7.1.  Mandatory to Implement Transcoding parameters

   A server implementing CONVERT MUST support charset conversions for
   the text/plain MIME type, and MUST support charset conversions from
   iso-8859-1, iso-8859-2, iso-8859-3, iso-8859-4, iso-8859-5,
   iso-8859-6, iso-8859-7, iso-8859-8 and iso-8859-15 to utf-8.

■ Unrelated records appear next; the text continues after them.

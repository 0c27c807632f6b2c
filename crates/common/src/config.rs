//! Bot configuration types.

use serde::{Deserialize, Serialize};

/// Top-level bot configuration.
#[derive(Debug, Clone, Serialize, Deserialize)]
pub struct BotConfig {
    /// Bybit API key.
    #[serde(default)]
    pub api_key: String,

    /// Bybit API secret used for HMAC signing.
    #[serde(default)]
    pub api_secret: String,

    /// Use testnet (true) or mainnet (false).
    #[serde(default = "default_true")]
    pub use_testnet: bool,

    /// Traded instrument and candle feed.
    #[serde(default)]
    pub market: MarketConfig,

    /// Signal parameters.
    #[serde(default)]
    pub strategy: StrategyConfig,

    /// Position sizing parameters.
    #[serde(default)]
    pub risk: RiskConfig,

    /// Timing parameters (seconds).
    #[serde(default)]
    pub timing: TimingConfig,

    /// Where the account balance comes from.
    #[serde(default)]
    pub balance: BalanceConfig,

    /// Persisted Heikin-Ashi state.
    #[serde(default)]
    pub state: StateConfig,
}

/// Instrument and candle feed.
#[derive(Debug, Clone, Serialize, Deserialize)]
pub struct MarketConfig {
    /// Instrument symbol (e.g., "ADAUSDT").
    #[serde(default = "default_symbol")]
    pub symbol: String,

    /// Bybit product category ("linear", "inverse", "spot").
    #[serde(default = "default_category")]
    pub category: String,

    /// Kline interval as Bybit spells it ("1", "15", "60", "D", ...).
    #[serde(default = "default_interval")]
    pub interval: String,

    /// Number of candles fetched per cycle.
    #[serde(default = "default_candle_limit")]
    pub candle_limit: u32,

    /// Minimum tradable quantity step. 1.0 means whole units.
    #[serde(default = "default_lot_size")]
    pub lot_size: f64,
}

/// Signal parameters.
#[derive(Debug, Clone, Serialize, Deserialize)]
pub struct StrategyConfig {
    /// Absolute price buffer placed beyond the previous candle's extreme.
    #[serde(default = "default_sl_buffer")]
    pub sl_buffer: f64,

    /// Extra take-profit margin as a fraction of the entry price.
    #[serde(default = "default_tp_extra")]
    pub tp_extra: f64,

    /// Manual HA seed, used only on a cold start with no persisted state.
    #[serde(default)]
    pub seed_override: Option<f64>,
}

/// Position sizing parameters.
#[derive(Debug, Clone, Serialize, Deserialize)]
pub struct RiskConfig {
    /// Fraction of balance risked between entry and stop-loss.
    #[serde(default = "default_risk_percent")]
    pub risk_percent: f64,

    /// Max fraction of balance committed to one position.
    #[serde(default = "default_cap_percent")]
    pub cap_percent: f64,
}

/// Timing configuration (all values in seconds).
#[derive(Debug, Clone, Serialize, Deserialize)]
pub struct TimingConfig {
    /// Strategy cycle interval.
    #[serde(default = "default_poll_interval")]
    pub poll_interval_secs: u64,
}

/// Balance source.
#[derive(Debug, Clone, Copy, Serialize, Deserialize, PartialEq, Eq)]
#[serde(rename_all = "snake_case")]
pub enum BalanceMode {
    /// Use `test_balance` as-is.
    Fixed,
    /// Query the exchange wallet every cycle.
    Live,
}

#[derive(Debug, Clone, Serialize, Deserialize)]
pub struct BalanceConfig {
    #[serde(default = "default_balance_mode")]
    pub mode: BalanceMode,

    /// Balance reported in `fixed` mode (quote currency).
    #[serde(default = "default_test_balance")]
    pub test_balance: f64,

    /// Wallet coin queried in `live` mode.
    #[serde(default = "default_coin")]
    pub coin: String,
}

#[derive(Debug, Clone, Serialize, Deserialize)]
pub struct StateConfig {
    /// JSON file holding the last HA open.
    #[serde(default = "default_state_path")]
    pub path: String,
}

// ── Defaults ──────────────────────────────────────────────────────────

fn default_true() -> bool {
    true
}

fn default_symbol() -> String {
    "ADAUSDT".into()
}
fn default_category() -> String {
    "linear".into()
}
fn default_interval() -> String {
    "15".into()
}
fn default_candle_limit() -> u32 {
    50
}
fn default_lot_size() -> f64 {
    1.0
}

fn default_sl_buffer() -> f64 {
    0.001
}
fn default_tp_extra() -> f64 {
    0.002
}

fn default_risk_percent() -> f64 {
    0.045
}
fn default_cap_percent() -> f64 {
    0.45
}

fn default_poll_interval() -> u64 {
    60
}

fn default_balance_mode() -> BalanceMode {
    BalanceMode::Live
}
fn default_test_balance() -> f64 {
    5.0
}
fn default_coin() -> String {
    "USDT".into()
}

fn default_state_path() -> String {
    "ha_state.json".into()
}

impl Default for MarketConfig {
    fn default() -> Self {
        Self {
            symbol: default_symbol(),
            category: default_category(),
            interval: default_interval(),
            candle_limit: default_candle_limit(),
            lot_size: default_lot_size(),
        }
    }
}

impl Default for StrategyConfig {
    fn default() -> Self {
        Self {
            sl_buffer: default_sl_buffer(),
            tp_extra: default_tp_extra(),
            seed_override: None,
        }
    }
}

impl Default for RiskConfig {
    fn default() -> Self {
        Self {
            risk_percent: default_risk_percent(),
            cap_percent: default_cap_percent(),
        }
    }
}

impl Default for TimingConfig {
    fn default() -> Self {
        Self {
            poll_interval_secs: default_poll_interval(),
        }
    }
}

impl Default for BalanceConfig {
    fn default() -> Self {
        Self {
            mode: default_balance_mode(),
            test_balance: default_test_balance(),
            coin: default_coin(),
        }
    }
}

impl Default for StateConfig {
    fn default() -> Self {
        Self {
            path: default_state_path(),
        }
    }
}

impl Default for BotConfig {
    fn default() -> Self {
        Self {
            api_key: String::new(),
            api_secret: String::new(),
            use_testnet: true,
            market: MarketConfig::default(),
            strategy: StrategyConfig::default(),
            risk: RiskConfig::default(),
            timing: TimingConfig::default(),
            balance: BalanceConfig::default(),
            state: StateConfig::default(),
        }
    }
}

   The server MUST list "text/plain" as an allowed destination
   conversion in the "/convert/text/plain/types" annotation.  A request
   for annotation "/convert/text/plain/text/plain/params" MUST return
   "charset" and "unknown-character-replacement" (see Section 11.1) as
   supported transcoding parameters.

   The server MUST support decoding of [RFC2047] headers and their
   conversion to UTF-8 as long as the encoded words are in one of the
   supported charsets.

   Servers SHOULD offer additional character encoding conversions where
   they make sense as character conversion libraries are generally
   available on many platforms.

   If the server cannot carry out the charset conversion while
   preserving all the characters (i.e. a source character can't be
   represented in the target charset), and the "unknown-character-
   replacement" conversion parameter is not specified, then the server
   MUST fail the conversion and MUST return the untagged ERROR
   BADPARAMETERS response (see Section 9).  If the value specified in
   the "unknown-character-replacement" conversion itself can't be
   represented in the target charset, then the server MUST also fail the
   conversion and MUST return the untagged ERROR BADPARAMETERS response
   (see Section 9).

7.2.  Additional features for mobile usage

   This section is informative.

   Based on the expected usage of convert in mobile environments, server
   implementors should consider support for the following conversions:

   o  Conversion of HTML and XHTML documents to text/plain in ways that
      preserve at the minimum the document structure and tables.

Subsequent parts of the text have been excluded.